(Stored data)
//! Result Viewer Widget
//! Central tabbed area showing regional charts, the Malthus simulation and
//! the household model.

use crate::charts::{ChartPlotter, RegionalSeries};
use crate::model::household::Choice;
use crate::model::malthus::Simulation;
use crate::pipeline::{HouseholdAnalysis, RegionalAnalysis};
use egui::{Color32, RichText, ScrollArea};

const CARD_SPACING: f32 = 15.0;

#[derive(Debug, Clone, Copy, PartialEq, Eq, Default)]
pub enum ResultTab {
    #[default]
    Regional,
    Malthus,
    Household,
}

#[derive(Default)]
pub struct ResultViewer {
    pub tab: ResultTab,
    pub regional: Option<RegionalAnalysis>,
    pub malthus: Option<Simulation>,
    pub household: Option<HouseholdAnalysis>,
}

impl ResultViewer {
    pub fn new() -> Self {
        Self::default()
    }

    pub fn set_regional(&mut self, analysis: RegionalAnalysis) {
        self.regional = Some(analysis);
        self.tab = ResultTab::Regional;
    }

    pub fn set_malthus(&mut self, simulation: Simulation) {
        self.malthus = Some(simulation);
        self.tab = ResultTab::Malthus;
    }

    pub fn set_household(&mut self, analysis: HouseholdAnalysis) {
        self.household = Some(analysis);
        self.tab = ResultTab::Household;
    }

    pub fn show(&mut self, ui: &mut egui::Ui) {
        ui.horizontal(|ui| {
            ui.selectable_value(&mut self.tab, ResultTab::Regional, "Regional expenses");
            ui.selectable_value(&mut self.tab, ResultTab::Malthus, "Malthus model");
            ui.selectable_value(&mut self.tab, ResultTab::Household, "Household model");
        });
        ui.separator();

        ScrollArea::vertical()
            .auto_shrink([false, false])
            .show(ui, |ui| match self.tab {
                ResultTab::Regional => match &self.regional {
                    Some(analysis) => Self::show_regional(ui, analysis),
                    None => Self::no_data(ui),
                },
                ResultTab::Malthus => match &self.malthus {
                    Some(simulation) => Self::show_malthus(ui, simulation),
                    None => Self::no_data(ui),
                },
                ResultTab::Household => match &self.household {
                    Some(analysis) => Self::show_household(ui, analysis),
                    None => Self::no_data(ui),
                },
            });
    }

    fn no_data(ui: &mut egui::Ui) {
        ui.centered_and_justified(|ui| {
            ui.label(RichText::new("No Data").size(20.0));
        });
    }

    fn card(ui: &mut egui::Ui, title: &str, border: Color32, add_contents: impl FnOnce(&mut egui::Ui)) {
        egui::Frame::none()
            .rounding(8.0)
            .stroke(egui::Stroke::new(2.0, border))
            .fill(ui.visuals().widgets.noninteractive.bg_fill)
            .inner_margin(12.0)
            .show(ui, |ui| {
                ui.label(RichText::new(title).size(18.0).strong().color(border));
                ui.add_space(8.0);
                add_contents(ui);
            });
        ui.add_space(CARD_SPACING);
    }

    fn show_regional(ui: &mut egui::Ui, analysis: &RegionalAnalysis) {
        let stats = &analysis.stats;
        let colors = ChartPlotter::region_colors(&analysis.regions());

        ui.label(
            RichText::new(format!(
                "{} rows · {} join · prices of {} (CPI {:.1})",
                analysis.derived.len(),
                analysis.join_policy.label(),
                analysis.base_year,
                analysis.base_cpi
            ))
            .color(Color32::GRAY),
        );
        ui.add_space(8.0);

        for series in RegionalSeries::ALL {
            Self::card(ui, series.title(), Color32::from_rgb(100, 149, 237), |ui| {
                ChartPlotter::draw_regional_series(ui, &analysis.derived, &colors, series);
            });
        }

        Self::card(ui, &stats.metric, Color32::from_rgb(40, 167, 69), |ui| {
            ChartPlotter::draw_stats_table(ui, stats, &colors);
        });
    }

    fn show_malthus(ui: &mut egui::Ui, simulation: &Simulation) {
        let (status, color) = if simulation.converged {
            (
                format!("Converged after {} periods", simulation.periods()),
                Color32::from_rgb(40, 167, 69),
            )
        } else {
            (
                format!("Stopped at the period cap ({}) without converging", simulation.periods()),
                Color32::from_rgb(220, 53, 69),
            )
        };

        Self::card(ui, "Malthusian steady state", color, |ui| {
            ui.label(RichText::new(status).color(color));
            if let Some(last) = simulation.last() {
                egui::Grid::new("malthus_summary")
                    .striped(true)
                    .spacing([12.0, 4.0])
                    .show(ui, |ui| {
                        ui.label(RichText::new("").strong());
                        ui.label(RichText::new("Simulated").strong());
                        ui.label(RichText::new("Analytic").strong());
                        ui.end_row();
                        ui.label("Population");
                        ui.label(format!("{:.6}", last.population));
                        ui.label(format!("{:.6}", simulation.steady_state.population));
                        ui.end_row();
                        ui.label("Output per capita");
                        ui.label(format!("{:.6}", last.output_per_capita));
                        ui.label(format!("{:.6}", simulation.steady_state.output_per_capita));
                        ui.end_row();
                    });
            }
            ui.add_space(8.0);
            ChartPlotter::draw_malthus(ui, simulation);
        });
    }

    fn show_household(ui: &mut egui::Ui, analysis: &HouseholdAnalysis) {
        let border = Color32::from_rgb(155, 89, 182);

        if let Some(estimate) = &analysis.estimate {
            Self::card(ui, "Estimation", border, |ui| {
                ui.label(format!(
                    "α = {:.4}, σ = {:.4}, objective = {:.3e} after {} iterations",
                    estimate.alpha, estimate.sigma, estimate.objective, estimate.iterations
                ));
                ui.label(format!(
                    "targets β0 = {:.3}, β1 = {:.3}",
                    analysis.params.beta0_target, analysis.params.beta1_target
                ));
            });
        }

        Self::card(
            ui,
            &format!("Optimal hours on the grid (wF = {:.2})", analysis.params.wage_female),
            border,
            |ui| Self::choice_grid(ui, "discrete_choice", &analysis.discrete),
        );

        Self::card(ui, "Home hours vs relative wage", border, |ui| {
            ui.label(format!(
                "β0 = {:.4}, β1 = {:.4}",
                analysis.regression.beta0, analysis.regression.beta1
            ));
            ChartPlotter::draw_household_regression(
                ui,
                &analysis.solution,
                analysis.params.wage_male,
                &analysis.regression,
            );
            egui::Grid::new("wage_solutions")
                .striped(true)
                .spacing([12.0, 4.0])
                .show(ui, |ui| {
                    for header in ["wF", "LM", "HM", "LF", "HF", "HF/HM"] {
                        ui.label(RichText::new(header).strong());
                    }
                    ui.end_row();
                    for (wf, c) in analysis.solution.female_wages.iter().zip(&analysis.solution.choices) {
                        ui.label(format!("{:.2}", wf));
                        for v in [c.lm, c.hm, c.lf, c.hf, c.home_ratio()] {
                            ui.label(format!("{:.3}", v));
                        }
                        ui.end_row();
                    }
                });
        });
    }

    fn choice_grid(ui: &mut egui::Ui, id: &str, choice: &Choice) {
        egui::Grid::new(id).striped(true).spacing([12.0, 4.0]).show(ui, |ui| {
            for header in ["LM", "HM", "LF", "HF"] {
                ui.label(RichText::new(header).strong());
            }
            ui.end_row();
            for v in [choice.lm, choice.hm, choice.lf, choice.hf] {
                ui.label(format!("{:.2}", v));
            }
            ui.end_row();
        });
    }
}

- _Exercise aim_
For this exercise, return every line from the data that holds the string "ScrollArea".

- _Reply_
use egui::{Color32, RichText, ScrollArea};
        ScrollArea::vertical()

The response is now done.